The Head Commissioner emphasized the critical importance of strict compliance with this traffic curtailment measure, which aims to ensure orderly conduct during the electoral process. Security forces and traffic police were strategically deployed at major intersections and thoroughfares to enforce the restriction, while mobile election monitoring teams operated under special passes to facilitate their movement during the curfew period.
This vehicular restriction protocol has been a standard security measure in Somaliland’s electoral history, consistently implemented in all elections and polling exercises since 2001, including the historic referendum that ratified the Somaliland Constitution. That referendum, which marked the first of nine democratic exercises since declaring independence in 1991, served as a pivotal moment in Somaliland’s democratic journey, catalyzing its progression toward today’s unprecedented dual elections for both presidential office and national party qualification.

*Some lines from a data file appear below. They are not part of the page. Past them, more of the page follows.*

//! Firing, projectile resolution and hostile contact
//!
//! Projectiles test hostiles in insertion order; the first overlap wins. A
//! projectile with pierce left keeps going, otherwise it is spent and tests
//! nothing else this tick. Dead hostiles are reaped in the same tick and each
//! leaves exactly one experience pickup.

use glam::Vec2;
use rand::Rng;

use super::collision::{circle_hits_any, circles_overlap, inside_world_margin};
use super::progression::{SHOCK_PULSE_RADIUS, SkillKind, SpecialKind};
use super::state::{EffectTint, LootKind, Particle, RunState};
use super::weapon::ProjectileTag;
use crate::config::ContactDamage;
use crate::consts::*;
use crate::heading;

/// Spawn a burst of particles (cosmetic RNG only)
pub fn spawn_particles(state: &mut RunState, pos: Vec2, tint: EffectTint, count: usize) {
    for _ in 0..count {
        if state.particles.len() >= MAX_PARTICLES {
            break;
        }
        let vel = Vec2::new(
            (state.fx_rng.random::<f32>() - 0.5) * PARTICLE_SPEED,
            (state.fx_rng.random::<f32>() - 0.5) * PARTICLE_SPEED,
        );
        let size = state.fx_rng.random::<f32>() * 4.0 + 2.0;
        state.particles.push(Particle {
            pos,
            vel,
            tint,
            life: PARTICLE_LIFE,
            size,
        });
    }
}

/// Fire the active weapon if held, loaded and off cooldown. Returns true when
/// a volley left the barrel.
pub fn fire_weapon(state: &mut RunState, fire_held: bool) -> bool {
    if !fire_held || state.player.ammo == 0 {
        return false;
    }
    let now = state.clock;
    let weapon = state.player.active_weapon();
    let interval = weapon.fire_interval() * state.player.fire_interval_mult;
    if let Some(last) = state.player.last_shot {
        if now - last <= interval {
            return false;
        }
    }

    let origin = state.player.pos;
    let angle = state.player.angle;
    let spread = weapon.spread();
    for _ in 0..weapon.projectile_count() {
        let jitter = if spread > 0.0 {
            (state.rng.random::<f32>() - 0.5) * spread
        } else {
            0.0
        };
        state.spawn_projectile(
            origin,
            heading(angle + jitter) * PROJECTILE_SPEED,
            weapon.projectile_radius(),
            weapon.damage(),
            weapon.pierce(),
            weapon.tag(),
        );
    }
    state.player.ammo -= 1;
    state.player.last_shot = Some(now);
    if weapon.is_special() {
        state.shake(SHAKE_LASER);
    }
    true
}

/// Fire every special attack whose cooldown has elapsed
pub fn fire_specials(state: &mut RunState) -> usize {
    let now = state.clock;
    let origin = state.player.pos;
    let aim = state.player.angle;
    let mut volleys = Vec::new();
    for special in state.player.specials.iter_mut() {
        if special.ready(now) {
            special.last_used = Some(now);
            volleys.push((special.kind, special.damage()));
        }
    }

    let fired = volleys.len();
    for (kind, damage) in volleys {
        match kind {
            SpecialKind::Nova => {
                let count = kind.projectile_count();
                for i in 0..count {
                    let angle = aim + i as f32 * std::f32::consts::TAU / count as f32;
                    state.spawn_projectile(
                        origin,
                        heading(angle) * PROJECTILE_SPEED,
                        PROJECTILE_RADIUS,
                        damage,
                        kind.pierce(),
                        ProjectileTag::Nova,
                    );
                }
            }
            SpecialKind::Lance => {
                state.spawn_projectile(
                    origin,
                    heading(aim) * PROJECTILE_SPEED,
                    SPECIAL_PROJECTILE_RADIUS,
                    damage,
                    kind.pierce(),
                    ProjectileTag::Lance,
                );
                state.shake(SHAKE_LASER);
            }
        }
    }
    fired
}

/// Move projectiles and drop those that left the world margin or hit an obstacle
pub fn advance_projectiles(state: &mut RunState, world_size: f32) {
    for p in state.projectiles.iter_mut() {
        p.pos += p.vel;
    }
    let obstacles = &state.obstacles;
    state.projectiles.retain(|p| {
        inside_world_margin(p.pos, world_size, PROJECTILE_BOUND_MARGIN)
            && !circle_hits_any(p.pos, p.radius, obstacles)
    });
}

/// Projectile-vs-hostile resolution. Returns the number of hits landed.
pub fn resolve_projectile_hits(state: &mut RunState) -> usize {
    let mult = state.player.total_damage_mult();
    let mut spent = Vec::new();
    let mut impacts = Vec::new();

    for proj in state.projectiles.iter_mut() {
        for hostile in state.hostiles.iter_mut() {
            if hostile.is_dead() || proj.hit_ids.contains(&hostile.id) {
                continue;
            }
            if !circles_overlap(proj.pos, proj.radius, hostile.pos, hostile.radius) {
                continue;
            }
            hostile.take_damage(proj.damage * mult);
            proj.hit_ids.push(hostile.id);
            impacts.push((proj.pos, proj.tag));
            if proj.pierce > 0 {
                proj.pierce -= 1;
            } else {
                spent.push(proj.id);
                break;
            }
        }
    }

    if !spent.is_empty() {
        state.projectiles.retain(|p| !spent.contains(&p.id));
    }
    let hits = impacts.len();
    for (pos, tag) in impacts {
        spawn_particles(state, pos, EffectTint::Projectile(tag), 4);
    }
    hits
}

/// Advance recurring skills by `dt` and trigger any that came due
pub fn update_skills(state: &mut RunState, dt: f32) {
    let mut due = Vec::new();
    for skill in state.player.skills.iter_mut() {
        skill.elapsed += dt;
        let interval = skill.kind.interval();
        if skill.elapsed >= interval {
            skill.elapsed -= interval;
            due.push((skill.kind, skill.level));
        }
    }

    for (kind, level) in due {
        match kind {
            SkillKind::Regeneration => state.player.heal(4.0 * level as f32),
            SkillKind::ShockPulse => {
                let center = state.player.pos;
                let damage = 5.0 * level as f32 * state.player.total_damage_mult();
                for hostile in state.hostiles.iter_mut() {
                    if circles_overlap(center, SHOCK_PULSE_RADIUS, hostile.pos, hostile.radius) {
                        hostile.take_damage(damage);
                    }
                }
                spawn_particles(state, center, EffectTint::Pulse, 12);
            }
        }
    }
}

/// Hostiles touching the player drain health. Returns damage dealt.
pub fn apply_hostile_contact(state: &mut RunState, policy: ContactDamage) -> f32 {
    let now = state.clock;
    let player_pos = state.player.pos;
    let player_radius = state.player.radius;
    let mut damage = 0.0;

    for hostile in state.hostiles.iter_mut() {
        if !circles_overlap(hostile.pos, hostile.radius, player_pos, player_radius) {
            continue;
        }
        match policy {
            ContactDamage::Continuous => damage += CONTACT_DAMAGE,
            ContactDamage::Debounced => {
                let ready = hostile
                    .last_contact
                    .is_none_or(|t| now - t >= CONTACT_DEBOUNCE);
                if ready {
                    hostile.last_contact = Some(now);
                    damage += CONTACT_HIT_DAMAGE;
                }
            }
        }
    }

    if damage > 0.0 {
        state.player.health -= damage;
        state.shake(SHAKE_CONTACT);
    }
    damage
}

/// Remove every hostile at or below zero health, leaving one experience
/// pickup where it fell. Returns the number removed.
pub fn reap_hostiles(state: &mut RunState) -> usize {
    let mut fallen = Vec::new();
    state.hostiles.retain(|h| {
        if h.is_dead() {
            fallen.push(h.pos);
            false
        } else {
            true
        }
    });

    for &pos in &fallen {
        state.spawn_loot(pos, LootKind::Experience);
        spawn_particles(state, pos, EffectTint::Hostile, 15);
    }
    state.hostiles_defeated += fallen.len() as u32;
    fallen.len()
}
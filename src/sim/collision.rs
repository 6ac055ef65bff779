//! Collision detection for circles against rectangles and circles
//!
//! Every moving thing in the arena is a circle; every obstacle is an
//! axis-aligned rectangle. Circle-vs-rectangle uses closest-point clamping.

use glam::Vec2;
use serde::{Deserialize, Serialize};

/// Axis-aligned rectangle (top-left corner plus extent)
#[derive(Debug, Clone, Copy, PartialEq, Serialize, Deserialize)]
pub struct Rect {
    pub x: f32,
    pub y: f32,
    pub w: f32,
    pub h: f32,
}

impl Rect {
    pub fn new(x: f32, y: f32, w: f32, h: f32) -> Self {
        Self { x, y, w, h }
    }

    #[inline]
    pub fn min(&self) -> Vec2 {
        Vec2::new(self.x, self.y)
    }

    #[inline]
    pub fn max(&self) -> Vec2 {
        Vec2::new(self.x + self.w, self.y + self.h)
    }

    /// Closest point on (or in) the rectangle to `p`
    #[inline]
    pub fn closest_point(&self, p: Vec2) -> Vec2 {
        p.clamp(self.min(), self.max())
    }

    /// Strict interior test
    pub fn contains_point(&self, p: Vec2) -> bool {
        p.x > self.x && p.x < self.x + self.w && p.y > self.y && p.y < self.y + self.h
    }

    /// Rectangles share interior area
    pub fn intersects(&self, other: &Rect) -> bool {
        self.x < other.x + other.w
            && other.x < self.x + self.w
            && self.y < other.y + other.h
            && other.y < self.y + self.h
    }
}

/// Circle overlaps rectangle (closest point strictly inside the radius)
#[inline]
pub fn circle_rect_overlap(center: Vec2, radius: f32, rect: &Rect) -> bool {
    center.distance_squared(rect.closest_point(center)) < radius * radius
}

/// Two circles overlap (centres closer than the sum of radii)
#[inline]
pub fn circles_overlap(a: Vec2, ra: f32, b: Vec2, rb: f32) -> bool {
    let r = ra + rb;
    a.distance_squared(b) < r * r
}

/// Circle overlaps any rectangle in the set
pub fn circle_hits_any(center: Vec2, radius: f32, rects: &[Rect]) -> bool {
    rects.iter().any(|r| circle_rect_overlap(center, radius, r))
}

/// Point lies within the world grown by `margin` on every side
#[inline]
pub fn inside_world_margin(p: Vec2, size: f32, margin: f32) -> bool {
    p.x > -margin && p.x < size + margin && p.y > -margin && p.y < size + margin
}
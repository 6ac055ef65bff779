//! Cross-run progression persistence
//!
//! - Versioned JSON schema with migration from older layouts
//! - Shop and loadout operations on the record
//! - Store collaborators (in-memory, JSON file)

pub mod record;
pub mod store;

pub use record::{
    MAX_EQUIPPED, MAX_UPGRADE_LEVEL, ProgressionRecord, RECORD_VERSION, UpgradeKind, Upgrades,
};
pub use store::{JsonFileStore, MemoryStore, ProgressionStore};
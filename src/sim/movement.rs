//! Axis-separated movement against obstacles
//!
//! The X step is tested and applied first, then the Y step is tested from the
//! updated position. A blocked axis is simply dropped for the tick, which lets
//! a diagonal push slide along a wall.

use glam::Vec2;

use super::collision::{Rect, circle_hits_any};
use super::state::RunState;
use crate::config::HostileNavigation;
use crate::consts::HOSTILE_SPEED;

/// A circle may rest at `pos`: fully inside the world and touching no obstacle
#[inline]
pub fn can_occupy(pos: Vec2, radius: f32, world_size: f32, obstacles: &[Rect]) -> bool {
    pos.x >= radius
        && pos.x <= world_size - radius
        && pos.y >= radius
        && pos.y <= world_size - radius
        && !circle_hits_any(pos, radius, obstacles)
}

/// Nearest position that keeps the whole circle inside the world
#[inline]
pub fn clamp_to_world(pos: Vec2, radius: f32, world_size: f32) -> Vec2 {
    let lo = radius.min(world_size / 2.0);
    let hi = (world_size - radius).max(lo);
    pos.clamp(Vec2::splat(lo), Vec2::splat(hi))
}

/// Move a circle by `delta`, resolving each axis independently
pub fn resolve_axis_separated(
    pos: Vec2,
    delta: Vec2,
    radius: f32,
    world_size: f32,
    obstacles: &[Rect],
) -> Vec2 {
    // A body that starts past an edge is pulled back in before stepping
    let mut out = clamp_to_world(pos, radius, world_size);
    if delta.x != 0.0 {
        let candidate = Vec2::new(out.x + delta.x, out.y);
        if can_occupy(candidate, radius, world_size, obstacles) {
            out = candidate;
        }
    }
    if delta.y != 0.0 {
        let candidate = Vec2::new(out.x, out.y + delta.y);
        if can_occupy(candidate, radius, world_size, obstacles) {
            out = candidate;
        }
    }
    out
}

/// Per-tick displacement from the four direction flags. Diagonals are not
/// normalized, so they cover more ground.
pub fn direction_delta(up: bool, down: bool, left: bool, right: bool, speed: f32) -> Vec2 {
    let mut d = Vec2::ZERO;
    if up {
        d.y -= speed;
    }
    if down {
        d.y += speed;
    }
    if left {
        d.x -= speed;
    }
    if right {
        d.x += speed;
    }
    d
}

/// Advance the player by a per-tick displacement
pub fn move_player(state: &mut RunState, delta: Vec2, world_size: f32) {
    let p = &mut state.player;
    p.pos = resolve_axis_separated(p.pos, delta, p.radius, world_size, &state.obstacles);
}

/// Every hostile steps toward the player's current position
pub fn move_hostiles(state: &mut RunState, navigation: HostileNavigation, world_size: f32) {
    let target = state.player.pos;
    let obstacles = &state.obstacles;
    for hostile in state.hostiles.iter_mut() {
        let to_player = target - hostile.pos;
        let dist = to_player.length();
        if dist < 1e-3 {
            continue;
        }
        let step = to_player / dist * HOSTILE_SPEED;
        hostile.pos = match navigation {
            HostileNavigation::Direct => hostile.pos + step,
            HostileNavigation::RespectObstacles => {
                if circle_hits_any(hostile.pos, hostile.radius, obstacles) {
                    // Placed inside an obstacle by best-effort generation; let it walk out
                    hostile.pos + step
                } else {
                    resolve_axis_separated(hostile.pos, step, hostile.radius, world_size, obstacles)
                }
            }
        };
    }
}
//! XMLTV timestamp conventions.
//!
//! Upstream listings give wall-clock times (`HH:MM`) in Beijing time and
//! leave the date implicit. XMLTV wants `YYYYMMDDHHMMSS +HHMM`, so every
//! slot is anchored to the harvest date and stamped with a fixed `+0800`
//! offset.

use std::fmt;
use std::str::FromStr;

use chrono::{Days, FixedOffset, NaiveDate, Utc};
use serde::{Deserialize, Serialize};

use crate::error::{Error, Result};

/// UTC offset of every timestamp the guide emits.
pub const BROADCAST_OFFSET: &str = "+0800";

/// A wall-clock time of day as printed by listing sources.
///
/// Hours run to 24 inclusive; `24:00` and later mark a slot ending after
/// midnight and roll over to the following date when stamped.
#[derive(Debug, Clone, Copy, PartialEq, Eq, PartialOrd, Ord, Hash, Serialize, Deserialize)]
#[serde(try_from = "String", into = "String")]
pub struct ClockTime {
    hour: u8,
    minute: u8,
}

impl ClockTime {
    /// Create a clock time, validating the hour (0..=24) and minute (0..=59).
    pub fn new(hour: u8, minute: u8) -> Result<Self> {
        if hour > 24 || minute > 59 {
            return Err(Error::InvalidTime(format!("{hour}:{minute:02}")));
        }
        Ok(Self { hour, minute })
    }

    #[must_use]
    pub const fn hour(&self) -> u8 {
        self.hour
    }

    #[must_use]
    pub const fn minute(&self) -> u8 {
        self.minute
    }
}

impl FromStr for ClockTime {
    type Err = Error;

    /// Parse `H:MM` or `HH:MM`, ignoring surrounding whitespace.
    fn from_str(s: &str) -> Result<Self> {
        let trimmed = s.trim();
        let invalid = || Error::InvalidTime(trimmed.to_string());

        let (h, m) = trimmed.split_once(':').ok_or_else(invalid)?;
        if h.is_empty() || h.len() > 2 || m.len() != 2 {
            return Err(invalid());
        }
        if !h.bytes().chain(m.bytes()).all(|b| b.is_ascii_digit()) {
            return Err(invalid());
        }

        let hour = h.parse::<u8>().map_err(|_| invalid())?;
        let minute = m.parse::<u8>().map_err(|_| invalid())?;
        Self::new(hour, minute).map_err(|_| invalid())
    }
}

impl fmt::Display for ClockTime {
    fn fmt(&self, f: &mut fmt::Formatter<'_>) -> fmt::Result {
        write!(f, "{:02}:{:02}", self.hour, self.minute)
    }
}

impl TryFrom<String> for ClockTime {
    type Error = Error;

    fn try_from(s: String) -> Result<Self> {
        s.parse()
    }
}

impl From<ClockTime> for String {
    fn from(clock: ClockTime) -> Self {
        clock.to_string()
    }
}

/// Stamp `clock` on `date` as an XMLTV timestamp.
///
/// ```
/// use chrono::NaiveDate;
/// use tvguide_core::time::xmltv_timestamp;
/// use tvguide_core::ClockTime;
///
/// let date = NaiveDate::from_ymd_opt(2026, 2, 13).unwrap();
/// let clock: ClockTime = "4:53".parse().unwrap();
/// assert_eq!(xmltv_timestamp(date, clock), "20260213045300 +0800");
/// ```
#[must_use]
pub fn xmltv_timestamp(date: NaiveDate, clock: ClockTime) -> String {
    let (date, hour) = if clock.hour >= 24 {
        (
            date.checked_add_days(Days::new(1)).unwrap_or(date),
            clock.hour - 24,
        )
    } else {
        (date, clock.hour)
    };
    format!(
        "{}{:02}{:02}00 {}",
        date.format("%Y%m%d"),
        hour,
        clock.minute,
        BROADCAST_OFFSET
    )
}

/// The last second of `date` as an XMLTV timestamp.
#[must_use]
pub fn end_of_day(date: NaiveDate) -> String {
    format!("{}235959 {}", date.format("%Y%m%d"), BROADCAST_OFFSET)
}

/// Today's date in the broadcast time zone (UTC+8).
///
/// Scheduled runs usually happen on UTC machines; anchoring to Beijing
/// time keeps an early-morning run from harvesting yesterday.
#[must_use]
pub fn broadcast_today() -> NaiveDate {
    let now = Utc::now();
    FixedOffset::east_opt(8 * 3600)
        .map_or_else(|| now.date_naive(), |tz| now.with_timezone(&tz).date_naive())
}

/// Format a date the way listing APIs expect it (`YYYYMMDD`).
#[must_use]
pub fn compact_date(date: NaiveDate) -> String {
    date.format("%Y%m%d").to_string()
}

/// Parse a `YYYYMMDD` date.
pub fn parse_compact_date(s: &str) -> Result<NaiveDate> {
    NaiveDate::parse_from_str(s.trim(), "%Y%m%d")
        .map_err(|e| Error::InvalidData(format!("invalid date {s:?}: {e}")))
}
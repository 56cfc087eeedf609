pub mod channels;
pub mod config;
pub mod fetch;
pub mod url;

pub use channels::list_channels;
pub use fetch::run_fetch;
pub use url::show_url;
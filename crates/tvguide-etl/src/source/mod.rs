//! Upstream listing sources.
//!
//! Every source exposes an ordered channel lineup and can fetch one
//! channel's programmes for a given date. The harvester treats sources
//! uniformly through [`GuideSource`].

pub mod erw;
pub mod resilience;
pub mod tvmao;

use std::fmt;
use std::time::Duration;

use async_trait::async_trait;
use chrono::NaiveDate;
use reqwest::Client;
use tvguide_core::Programme;

use crate::config::{Config, SourceKind};
use crate::error::FetchResult;

pub use erw::ErwSource;
pub use tvmao::TvmaoSource;

/// A provider of per-channel programme listings.
#[async_trait]
pub trait GuideSource: Send + Sync + fmt::Debug {
    /// Short name used in logs and error messages.
    fn name(&self) -> &'static str;

    /// Value recorded in the guide's `data-from` attribute.
    fn data_from(&self) -> &str;

    /// Channel names in the order they appear in the guide.
    fn lineup(&self) -> Vec<&str>;

    /// Fetch the programmes `channel` airs on `date`.
    ///
    /// Returns [`FetchError::NotFound`](crate::FetchError::NotFound) when
    /// the source has no usable listing for the channel. An `Ok` with an
    /// empty `Vec` means the source answered but scheduled nothing, and the
    /// channel is still listed.
    async fn fetch_listing(&self, channel: &str, date: NaiveDate) -> FetchResult<Vec<Programme>>;
}

/// Build the HTTP client shared by a source's requests.
pub(crate) fn http_client(timeout: Duration, user_agent: &str) -> FetchResult<Client> {
    Ok(Client::builder()
        .timeout(timeout)
        .user_agent(user_agent)
        .build()?)
}

/// Construct the source selected by `kind` from configuration.
pub fn build_source(config: &Config, kind: SourceKind) -> FetchResult<Box<dyn GuideSource>> {
    let source: Box<dyn GuideSource> = match kind {
        SourceKind::Erw => Box::new(ErwSource::from_config(config)?),
        SourceKind::Tvmao => Box::new(TvmaoSource::from_config(config)?),
    };
    log::debug!("Using listing source {}", source.name());
    Ok(source)
}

Well before dawn, extensive queues of eager voters formed outside polling stations across the country, with over 1 million registered voters eligible to participate. While some stations experienced minor technical difficulties with the biometric registration systems, these were promptly addressed by electoral staff. According to regional electoral commissioners, voting commenced punctually at more than 95% of the 2,709 polling stations distributed across Somaliland’s six major regions, overseen by more than 30,000 deployed personnel and monitored by international election observers from all the continents in the world, including the United States, the United Kingdom, Zimbabwe, Spain, Poland, Eswatini, Kenya, and Ethiopia. Both local and international media reporters are extensively covering the elections live.